▸ **INSTRUCTIONS TO FOLLOW**
Report back the lines in this listing that carry the string "allFilesAdded".

* * * * *

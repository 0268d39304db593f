//! View types for the HTTP API boundary
//!
//! Input views accept camelCase JSON with tri-state fields and validate into
//! model values (for PUT) or patches (for PATCH). Output views wrap a model
//! value with its id.
//!
//! Validation happens here, before any transaction is opened. Patches are
//! applied later, inside the write, against the row as it is stored.

use serde::{Deserialize, Serialize};
use uuid::Uuid;

use crate::db::plan_query::{clamp_page_size, PlanFilter, PlanRecord};
use crate::error::CatalogError;
use crate::model::{
    ChapterRangePlan, DirectPlan, DiscSource, FileSource, MovieEditionWork, MovieWork, Plan,
    PlanKind, Source, Work,
};
use crate::validate::{self, Field};

fn kind_conflict(table: &'static str, id: Uuid) -> CatalogError {
    CatalogError::KindConflict { table, id }
}

// ============================================================================
// Work Inputs
// ============================================================================

#[derive(Debug, Clone, Default, Deserialize)]
#[serde(rename_all = "camelCase")]
pub struct MovieWorkInputView {
    #[serde(default)]
    pub title: Field<String>,
    #[serde(default)]
    pub release_year: Field<i32>,
    #[serde(default)]
    pub tmdb_id: Field<i32>,
}

impl MovieWorkInputView {
    pub fn into_work(self) -> Result<Work, CatalogError> {
        Ok(Work::Movie(MovieWork {
            title: validate::required_text("title", self.title)?,
            release_year: self.release_year.into_option(),
            tmdb_id: self.tmdb_id.into_option(),
        }))
    }

    pub fn into_patch(self) -> Result<WorkPatch, CatalogError> {
        Ok(WorkPatch::Movie {
            title: validate::patch_text("title", self.title)?,
            release_year: self.release_year,
            tmdb_id: self.tmdb_id,
        })
    }
}

#[derive(Debug, Clone, Default, Deserialize)]
#[serde(rename_all = "camelCase")]
pub struct MovieEditionInputView {
    #[serde(default)]
    pub edition_type: Field<String>,
}

impl MovieEditionInputView {
    pub fn into_work(self) -> Result<Work, CatalogError> {
        Ok(Work::MovieEdition(MovieEditionWork {
            edition_type: validate::required_text("editionType", self.edition_type)?,
        }))
    }

    pub fn into_patch(self) -> Result<WorkPatch, CatalogError> {
        Ok(WorkPatch::MovieEdition {
            edition_type: validate::patch_text("editionType", self.edition_type)?,
        })
    }
}

/// Validated partial update of a work
#[derive(Debug, Clone, PartialEq, Eq)]
pub enum WorkPatch {
    Movie {
        title: Option<String>,
        release_year: Field<i32>,
        tmdb_id: Field<i32>,
    },
    MovieEdition {
        edition_type: Option<String>,
    },
}

impl WorkPatch {
    /// Apply to the stored work; a patch of another kind is a conflict
    pub fn apply(self, id: Uuid, work: &mut Work) -> Result<(), CatalogError> {
        match (self, work) {
            (
                WorkPatch::Movie {
                    title,
                    release_year,
                    tmdb_id,
                },
                Work::Movie(movie),
            ) => {
                if let Some(title) = title {
                    movie.title = title;
                }
                release_year.apply_to(&mut movie.release_year);
                tmdb_id.apply_to(&mut movie.tmdb_id);
                Ok(())
            }
            (WorkPatch::MovieEdition { edition_type }, Work::MovieEdition(edition)) => {
                if let Some(edition_type) = edition_type {
                    edition.edition_type = edition_type;
                }
                Ok(())
            }
            _ => Err(kind_conflict("works", id)),
        }
    }
}

// ============================================================================
// Source Inputs
// ============================================================================

#[derive(Debug, Clone, Default, Deserialize)]
#[serde(rename_all = "camelCase")]
pub struct FileSourceInputView {
    #[serde(default)]
    pub path: Field<String>,
}

impl FileSourceInputView {
    pub fn into_source(self) -> Result<Source, CatalogError> {
        Ok(Source::File(FileSource {
            path: validate::required_text("path", self.path)?,
        }))
    }

    pub fn into_patch(self) -> Result<SourcePatch, CatalogError> {
        Ok(SourcePatch::File {
            path: validate::patch_text("path", self.path)?,
        })
    }
}

#[derive(Debug, Clone, Default, Deserialize)]
#[serde(rename_all = "camelCase")]
pub struct DiscSourceInputView {
    #[serde(default)]
    pub orig_dir_name: Field<String>,
    #[serde(default)]
    pub path: Field<String>,
    #[serde(default)]
    pub all_files_added: Field<bool>,
}

impl DiscSourceInputView {
    pub fn into_source(self) -> Result<Source, CatalogError> {
        Ok(Source::Disc(DiscSource {
            orig_dir_name: validate::required_text("origDirName", self.orig_dir_name)?,
            path: validate::required_text("path", self.path)?,
            all_files_added: validate::not_null("allFilesAdded", self.all_files_added)?.unwrap_or(false),
        }))
    }

    pub fn into_patch(self) -> Result<SourcePatch, CatalogError> {
        Ok(SourcePatch::Disc {
            orig_dir_name: validate::patch_text("origDirName", self.orig_dir_name)?,
            path: validate::patch_text("path", self.path)?,
            all_files_added: validate::not_null("allFilesAdded", self.all_files_added)?,
        })
    }
}

/// Validated partial update of a source
#[derive(Debug, Clone, PartialEq, Eq)]
pub enum SourcePatch {
    File {
        path: Option<String>,
    },
    Disc {
        orig_dir_name: Option<String>,
        path: Option<String>,
        all_files_added: Option<bool>,
    },
}

impl SourcePatch {
    pub fn apply(self, id: Uuid, source: &mut Source) -> Result<(), CatalogError> {
        match (self, source) {
            (SourcePatch::File { path }, Source::File(file)) => {
                if let Some(path) = path {
                    file.path = path;
                }
                Ok(())
            }
            (
                SourcePatch::Disc {
                    orig_dir_name,
                    path,
                    all_files_added,
                },
                Source::Disc(disc),
            ) => {
                if let Some(orig_dir_name) = orig_dir_name {
                    disc.orig_dir_name = orig_dir_name;
                }
                if let Some(path) = path {
                    disc.path = path;
                }
                if let Some(all_files_added) = all_files_added {
                    disc.all_files_added = all_files_added;
                }
                Ok(())
            }
            _ => Err(kind_conflict("sources", id)),
        }
    }
}

// ============================================================================
// Plan Inputs
// ============================================================================

#[derive(Debug, Clone, Default, Deserialize)]
#[serde(rename_all = "camelCase")]
pub struct DirectPlanInputView {
    #[serde(default)]
    pub source_uuid: Field<String>,
    #[serde(default)]
    pub work_uuid: Field<String>,
}

impl DirectPlanInputView {
    pub fn into_plan(self) -> Result<Plan, CatalogError> {
        Ok(Plan::Direct(DirectPlan {
            source_uuid: validate::required_uuid("sourceUuid", self.source_uuid)?,
            work_uuid: validate::required_uuid("workUuid", self.work_uuid)?,
        }))
    }

    pub fn into_patch(self) -> Result<PlanPatch, CatalogError> {
        Ok(PlanPatch {
            kind: PlanKind::Direct,
            source_id: validate::patch_uuid("sourceUuid", self.source_uuid)?,
            work_id: validate::patch_uuid("workUuid", self.work_uuid)?,
            start_chapter: Field::Absent,
            end_chapter: Field::Absent,
        })
    }
}

#[derive(Debug, Clone, Default, Deserialize)]
#[serde(rename_all = "camelCase")]
pub struct ChapterRangePlanInputView {
    #[serde(default)]
    pub source_uuid: Field<String>,
    #[serde(default)]
    pub work_uuid: Field<String>,
    #[serde(default)]
    pub start_chapter: Field<i32>,
    #[serde(default)]
    pub end_chapter: Field<i32>,
}

impl ChapterRangePlanInputView {
    pub fn into_plan(self) -> Result<Plan, CatalogError> {
        Ok(Plan::ChapterRange(ChapterRangePlan {
            source_uuid: validate::required_uuid("sourceUuid", self.source_uuid)?,
            work_uuid: validate::required_uuid("workUuid", self.work_uuid)?,
            start_chapter: self.start_chapter.into_option(),
            end_chapter: self.end_chapter.into_option(),
        }))
    }

    pub fn into_patch(self) -> Result<PlanPatch, CatalogError> {
        Ok(PlanPatch {
            kind: PlanKind::ChapterRange,
            source_id: validate::patch_uuid("sourceUuid", self.source_uuid)?,
            work_id: validate::patch_uuid("workUuid", self.work_uuid)?,
            start_chapter: self.start_chapter,
            end_chapter: self.end_chapter,
        })
    }
}

/// Validated partial update of a plan.
///
/// `source_id` / `work_id` are `Some` only when the caller supplied them; the
/// matching relation row is replaced only in that case.
#[derive(Debug, Clone, PartialEq, Eq)]
pub struct PlanPatch {
    pub kind: PlanKind,
    pub source_id: Option<Uuid>,
    pub work_id: Option<Uuid>,
    pub start_chapter: Field<i32>,
    pub end_chapter: Field<i32>,
}

impl PlanPatch {
    pub fn apply(self, id: Uuid, plan: &mut Plan) -> Result<(), CatalogError> {
        if plan.kind() != self.kind {
            return Err(kind_conflict("plans", id));
        }
        if let Some(source_id) = self.source_id {
            plan.set_source_id(source_id);
        }
        if let Some(work_id) = self.work_id {
            plan.set_work_id(work_id);
        }
        if let Plan::ChapterRange(range) = plan {
            self.start_chapter.apply_to(&mut range.start_chapter);
            self.end_chapter.apply_to(&mut range.end_chapter);
        }
        Ok(())
    }
}

// ============================================================================
// Output Views
// ============================================================================

#[derive(Debug, Clone, Serialize)]
pub struct WorkView {
    pub uuid: Uuid,
    #[serde(flatten)]
    pub work: Work,
}

#[derive(Debug, Clone, Serialize)]
pub struct SourceView {
    pub uuid: Uuid,
    #[serde(flatten)]
    pub source: Source,
}

#[derive(Debug, Clone, Serialize)]
pub struct PlanView {
    pub uuid: Uuid,
    #[serde(flatten)]
    pub plan: Plan,
}

impl From<PlanRecord> for PlanView {
    fn from(record: PlanRecord) -> Self {
        Self {
            uuid: record.id,
            plan: record.plan,
        }
    }
}

// ============================================================================
// Plan Listing
// ============================================================================

/// Query string of `GET /plans`
#[derive(Debug, Clone, Default, Deserialize)]
#[serde(rename_all = "camelCase")]
pub struct ListPlansParams {
    pub source_uuid: Option<String>,
    pub work_uuid: Option<String>,
    pub page_size: Option<i64>,
    pub page_token: Option<String>,
}

/// A validated listing request
#[derive(Debug, Clone, PartialEq, Eq)]
pub struct ListPlansRequest {
    pub filter: PlanFilter,
    pub page_token: Option<String>,
    pub page_size: u32,
}

/// Empty and nil filter values mean "no filter"
fn filter_uuid(name: &str, value: Option<String>) -> Result<Option<Uuid>, CatalogError> {
    match value.as_deref() {
        None | Some("") => Ok(None),
        Some(text) => {
            let id = Uuid::parse_str(text)
                .map_err(|_| CatalogError::InvalidInput(format!("{}: invalid UUID format", name)))?;
            Ok(if id.is_nil() { None } else { Some(id) })
        }
    }
}

impl ListPlansParams {
    pub fn into_request(self) -> Result<ListPlansRequest, CatalogError> {
        Ok(ListPlansRequest {
            filter: PlanFilter {
                source_id: filter_uuid("sourceUuid", self.source_uuid)?,
                work_id: filter_uuid("workUuid", self.work_uuid)?,
            },
            page_token: self.page_token.filter(|token| !token.is_empty()),
            page_size: clamp_page_size(self.page_size),
        })
    }
}

#[derive(Debug, Clone, Serialize)]
#[serde(rename_all = "camelCase")]
pub struct ListPlansResponse {
    pub plans: Vec<PlanView>,
    #[serde(skip_serializing_if = "Option::is_none")]
    pub next_page_token: Option<String>,
}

* * * * *

▸ **YOUR SOLUTION**
            all_files_added: validate::not_null("allFilesAdded", self.all_files_added)?.unwrap_or(false),
            all_files_added: validate::not_null("allFilesAdded", self.all_files_added)?,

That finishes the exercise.